Recorded data section start
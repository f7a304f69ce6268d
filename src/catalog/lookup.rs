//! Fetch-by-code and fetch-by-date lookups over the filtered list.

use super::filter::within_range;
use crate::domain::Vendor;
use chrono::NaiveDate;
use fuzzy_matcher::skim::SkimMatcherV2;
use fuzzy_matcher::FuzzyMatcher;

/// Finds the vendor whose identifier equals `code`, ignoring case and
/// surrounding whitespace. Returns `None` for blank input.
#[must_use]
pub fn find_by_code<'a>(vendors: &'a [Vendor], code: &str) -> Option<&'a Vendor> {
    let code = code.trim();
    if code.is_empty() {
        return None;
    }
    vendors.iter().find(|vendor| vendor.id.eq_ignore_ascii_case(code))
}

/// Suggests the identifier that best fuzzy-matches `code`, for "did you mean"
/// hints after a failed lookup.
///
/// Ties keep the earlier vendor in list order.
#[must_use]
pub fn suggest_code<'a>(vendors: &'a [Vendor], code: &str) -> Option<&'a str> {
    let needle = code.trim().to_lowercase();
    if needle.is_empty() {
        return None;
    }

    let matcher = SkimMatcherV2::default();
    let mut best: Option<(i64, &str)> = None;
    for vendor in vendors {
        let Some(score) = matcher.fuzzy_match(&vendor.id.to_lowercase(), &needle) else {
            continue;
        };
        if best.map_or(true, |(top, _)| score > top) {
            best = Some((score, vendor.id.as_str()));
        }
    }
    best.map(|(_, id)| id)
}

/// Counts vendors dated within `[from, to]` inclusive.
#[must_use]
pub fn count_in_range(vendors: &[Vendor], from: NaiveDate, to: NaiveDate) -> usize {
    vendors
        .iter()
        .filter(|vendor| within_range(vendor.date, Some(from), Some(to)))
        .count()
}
Recorded data section end
Repeat all of the entries above exactly.

repository f7a304f69ce6268d
filename src/catalog/lookup.rs
//! Fetch-by-code and fetch-by-date lookups over the filtered list.

use super::filter::within_range;
use crate::domain::Vendor;
use chrono::NaiveDate;
use fuzzy_matcher::skim::SkimMatcherV2;
use fuzzy_matcher::FuzzyMatcher;

/// Finds the vendor whose identifier equals `code`, ignoring case and
/// surrounding whitespace. Returns `None` for blank input.
#[must_use]
pub fn find_by_code<'a>(vendors: &'a [Vendor], code: &str) -> Option<&'a Vendor> {
    let code = code.trim();
    if code.is_empty() {
        return None;
    }
    vendors.iter().find(|vendor| vendor.id.eq_ignore_ascii_case(code))
}

/// Suggests the identifier that best fuzzy-matches `code`, for "did you mean"
/// hints after a failed lookup.
///
/// Ties keep the earlier vendor in list order.
#[must_use]
pub fn suggest_code<'a>(vendors: &'a [Vendor], code: &str) -> Option<&'a str> {
    let needle = code.trim().to_lowercase();
    if needle.is_empty() {
        return None;
    }

    let matcher = SkimMatcherV2::default();
    let mut best: Option<(i64, &str)> = None;
    for vendor in vendors {
        let Some(score) = matcher.fuzzy_match(&vendor.id.to_lowercase(), &needle) else {
            continue;
        };
        if best.map_or(true, |(top, _)| score > top) {
            best = Some((score, vendor.id.as_str()));
        }
    }
    best.map(|(_, id)| id)
}

/// Counts vendors dated within `[from, to]` inclusive.
#[must_use]
pub fn count_in_range(vendors: &[Vendor], from: NaiveDate, to: NaiveDate) -> usize {
    vendors
        .iter()
        .filter(|vendor| within_range(vendor.date, Some(from), Some(to)))
        .count()
}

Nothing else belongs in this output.